__Information given__:
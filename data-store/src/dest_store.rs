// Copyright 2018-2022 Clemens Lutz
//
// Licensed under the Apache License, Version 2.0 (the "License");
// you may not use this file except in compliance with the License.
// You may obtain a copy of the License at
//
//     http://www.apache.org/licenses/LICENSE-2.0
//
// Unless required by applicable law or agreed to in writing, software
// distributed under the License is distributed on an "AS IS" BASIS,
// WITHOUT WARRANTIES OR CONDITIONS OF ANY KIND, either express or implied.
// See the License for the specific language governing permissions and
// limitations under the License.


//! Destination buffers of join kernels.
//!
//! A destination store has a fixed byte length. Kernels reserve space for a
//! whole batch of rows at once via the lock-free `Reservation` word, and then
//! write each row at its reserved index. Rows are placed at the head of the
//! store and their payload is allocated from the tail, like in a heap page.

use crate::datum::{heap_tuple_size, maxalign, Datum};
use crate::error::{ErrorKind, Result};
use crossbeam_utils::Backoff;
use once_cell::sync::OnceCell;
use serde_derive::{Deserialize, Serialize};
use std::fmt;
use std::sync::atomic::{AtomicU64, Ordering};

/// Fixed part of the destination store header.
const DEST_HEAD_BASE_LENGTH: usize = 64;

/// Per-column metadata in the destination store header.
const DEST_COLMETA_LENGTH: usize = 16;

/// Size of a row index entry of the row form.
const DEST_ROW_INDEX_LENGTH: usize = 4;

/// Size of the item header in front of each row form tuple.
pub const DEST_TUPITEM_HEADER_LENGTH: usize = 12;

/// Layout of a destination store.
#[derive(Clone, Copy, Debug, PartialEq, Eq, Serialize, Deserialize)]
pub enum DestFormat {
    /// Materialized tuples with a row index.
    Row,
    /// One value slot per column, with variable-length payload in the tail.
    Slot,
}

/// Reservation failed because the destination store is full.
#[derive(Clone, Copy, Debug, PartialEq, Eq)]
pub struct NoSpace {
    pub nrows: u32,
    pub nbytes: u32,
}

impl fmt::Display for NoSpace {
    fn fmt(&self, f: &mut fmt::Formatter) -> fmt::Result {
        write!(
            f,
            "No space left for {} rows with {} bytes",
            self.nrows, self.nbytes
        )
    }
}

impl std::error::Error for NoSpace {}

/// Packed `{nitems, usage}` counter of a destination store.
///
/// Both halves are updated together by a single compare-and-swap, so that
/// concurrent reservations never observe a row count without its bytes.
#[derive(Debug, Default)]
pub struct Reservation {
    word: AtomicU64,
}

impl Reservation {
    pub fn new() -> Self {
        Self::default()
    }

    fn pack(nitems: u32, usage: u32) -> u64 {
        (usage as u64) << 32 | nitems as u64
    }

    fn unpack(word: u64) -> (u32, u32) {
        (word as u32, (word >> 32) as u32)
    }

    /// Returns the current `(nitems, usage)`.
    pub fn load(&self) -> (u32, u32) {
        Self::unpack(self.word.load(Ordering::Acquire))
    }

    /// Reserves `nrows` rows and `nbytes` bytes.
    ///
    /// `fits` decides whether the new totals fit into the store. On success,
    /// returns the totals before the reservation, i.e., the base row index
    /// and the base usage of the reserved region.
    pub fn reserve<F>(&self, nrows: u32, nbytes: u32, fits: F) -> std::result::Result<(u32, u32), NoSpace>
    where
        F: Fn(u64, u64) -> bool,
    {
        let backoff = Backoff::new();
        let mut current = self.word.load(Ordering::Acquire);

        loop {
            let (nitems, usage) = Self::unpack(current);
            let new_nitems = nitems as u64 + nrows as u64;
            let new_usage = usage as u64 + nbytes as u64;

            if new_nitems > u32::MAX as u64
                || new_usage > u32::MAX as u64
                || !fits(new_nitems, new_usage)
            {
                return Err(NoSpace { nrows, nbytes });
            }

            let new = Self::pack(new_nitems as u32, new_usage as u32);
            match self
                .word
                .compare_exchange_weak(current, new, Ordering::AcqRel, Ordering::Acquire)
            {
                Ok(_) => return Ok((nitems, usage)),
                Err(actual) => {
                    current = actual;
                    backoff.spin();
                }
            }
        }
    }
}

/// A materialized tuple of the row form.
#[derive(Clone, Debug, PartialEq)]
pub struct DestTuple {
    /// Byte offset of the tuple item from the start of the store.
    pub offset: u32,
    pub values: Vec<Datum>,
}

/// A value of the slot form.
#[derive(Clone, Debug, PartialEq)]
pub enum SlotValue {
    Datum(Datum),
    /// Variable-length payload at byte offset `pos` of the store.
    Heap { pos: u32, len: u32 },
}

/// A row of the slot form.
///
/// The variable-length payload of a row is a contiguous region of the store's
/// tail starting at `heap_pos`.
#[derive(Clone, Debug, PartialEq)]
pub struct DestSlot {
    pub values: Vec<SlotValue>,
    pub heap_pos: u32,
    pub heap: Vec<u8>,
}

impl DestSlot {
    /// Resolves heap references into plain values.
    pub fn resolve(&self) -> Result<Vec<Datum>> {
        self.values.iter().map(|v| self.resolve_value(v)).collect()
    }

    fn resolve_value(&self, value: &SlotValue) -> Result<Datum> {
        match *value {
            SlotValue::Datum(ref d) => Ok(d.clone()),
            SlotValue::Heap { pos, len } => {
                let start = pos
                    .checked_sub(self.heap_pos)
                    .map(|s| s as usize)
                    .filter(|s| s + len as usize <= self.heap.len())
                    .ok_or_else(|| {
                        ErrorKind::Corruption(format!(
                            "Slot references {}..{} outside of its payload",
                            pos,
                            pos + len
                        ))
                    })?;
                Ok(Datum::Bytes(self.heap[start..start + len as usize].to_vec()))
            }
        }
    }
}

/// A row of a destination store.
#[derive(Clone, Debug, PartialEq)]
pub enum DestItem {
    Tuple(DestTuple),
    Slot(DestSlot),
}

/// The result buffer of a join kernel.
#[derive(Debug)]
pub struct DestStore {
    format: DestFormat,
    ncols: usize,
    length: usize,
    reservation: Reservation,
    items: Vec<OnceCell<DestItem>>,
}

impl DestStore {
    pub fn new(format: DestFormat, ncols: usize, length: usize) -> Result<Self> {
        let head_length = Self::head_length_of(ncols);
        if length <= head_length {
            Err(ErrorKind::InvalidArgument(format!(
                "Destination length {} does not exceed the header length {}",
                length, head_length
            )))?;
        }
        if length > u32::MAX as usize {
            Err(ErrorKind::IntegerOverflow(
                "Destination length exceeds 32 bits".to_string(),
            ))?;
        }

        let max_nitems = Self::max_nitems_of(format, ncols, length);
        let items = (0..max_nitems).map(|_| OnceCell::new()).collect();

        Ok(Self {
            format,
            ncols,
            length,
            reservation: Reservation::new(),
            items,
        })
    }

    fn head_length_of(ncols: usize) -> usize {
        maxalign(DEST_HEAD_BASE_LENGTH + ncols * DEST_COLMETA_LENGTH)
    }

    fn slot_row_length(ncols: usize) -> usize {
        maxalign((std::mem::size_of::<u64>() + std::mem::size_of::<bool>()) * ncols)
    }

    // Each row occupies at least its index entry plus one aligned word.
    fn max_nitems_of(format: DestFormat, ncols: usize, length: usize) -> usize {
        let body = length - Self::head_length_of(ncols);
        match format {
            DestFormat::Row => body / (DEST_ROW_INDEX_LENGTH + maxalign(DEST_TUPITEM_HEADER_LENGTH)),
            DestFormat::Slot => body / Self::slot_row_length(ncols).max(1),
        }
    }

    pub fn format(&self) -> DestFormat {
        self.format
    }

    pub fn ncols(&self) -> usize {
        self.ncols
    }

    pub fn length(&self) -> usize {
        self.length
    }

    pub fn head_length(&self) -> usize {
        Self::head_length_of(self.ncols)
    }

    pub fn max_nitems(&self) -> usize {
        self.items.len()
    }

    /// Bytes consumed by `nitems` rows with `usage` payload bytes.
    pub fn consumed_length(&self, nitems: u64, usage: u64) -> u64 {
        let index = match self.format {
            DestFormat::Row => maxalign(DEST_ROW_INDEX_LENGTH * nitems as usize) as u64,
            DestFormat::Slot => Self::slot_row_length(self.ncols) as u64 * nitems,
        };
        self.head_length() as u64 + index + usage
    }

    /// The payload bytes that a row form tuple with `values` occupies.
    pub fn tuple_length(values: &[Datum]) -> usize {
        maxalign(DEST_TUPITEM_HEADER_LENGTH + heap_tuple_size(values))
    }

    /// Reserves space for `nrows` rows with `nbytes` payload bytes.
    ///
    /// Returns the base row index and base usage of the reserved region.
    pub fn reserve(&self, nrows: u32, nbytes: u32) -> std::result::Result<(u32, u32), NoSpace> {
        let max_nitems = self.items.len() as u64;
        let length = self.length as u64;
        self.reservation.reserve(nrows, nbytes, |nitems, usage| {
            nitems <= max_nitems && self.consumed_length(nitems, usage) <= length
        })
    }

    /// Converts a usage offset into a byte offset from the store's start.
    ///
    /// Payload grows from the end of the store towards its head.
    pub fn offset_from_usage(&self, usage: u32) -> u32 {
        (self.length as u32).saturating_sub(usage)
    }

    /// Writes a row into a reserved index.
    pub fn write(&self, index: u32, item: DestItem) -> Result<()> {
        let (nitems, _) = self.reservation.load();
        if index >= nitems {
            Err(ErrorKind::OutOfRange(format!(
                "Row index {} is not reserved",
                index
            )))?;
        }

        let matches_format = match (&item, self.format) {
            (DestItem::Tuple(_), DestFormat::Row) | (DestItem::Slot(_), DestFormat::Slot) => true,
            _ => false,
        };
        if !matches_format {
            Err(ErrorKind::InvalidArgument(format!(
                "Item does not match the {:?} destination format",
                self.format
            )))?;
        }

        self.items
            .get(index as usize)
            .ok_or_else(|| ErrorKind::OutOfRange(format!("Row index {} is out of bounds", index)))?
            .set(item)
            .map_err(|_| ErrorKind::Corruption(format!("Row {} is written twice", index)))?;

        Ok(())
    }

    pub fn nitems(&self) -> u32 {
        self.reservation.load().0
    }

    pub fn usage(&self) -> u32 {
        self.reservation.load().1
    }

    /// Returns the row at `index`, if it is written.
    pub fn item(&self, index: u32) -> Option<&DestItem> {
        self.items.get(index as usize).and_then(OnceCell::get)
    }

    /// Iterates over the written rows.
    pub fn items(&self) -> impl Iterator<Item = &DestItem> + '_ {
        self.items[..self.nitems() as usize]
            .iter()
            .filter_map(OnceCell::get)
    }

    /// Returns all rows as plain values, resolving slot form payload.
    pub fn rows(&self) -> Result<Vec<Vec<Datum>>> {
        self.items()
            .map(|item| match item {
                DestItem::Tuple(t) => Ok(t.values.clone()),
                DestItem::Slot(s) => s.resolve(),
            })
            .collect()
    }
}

__Exercise directions__: Report the lines above that have the word "sync" in them.

__Answer to this problem__:
use once_cell::sync::OnceCell;
use std::sync::atomic::{AtomicU64, Ordering};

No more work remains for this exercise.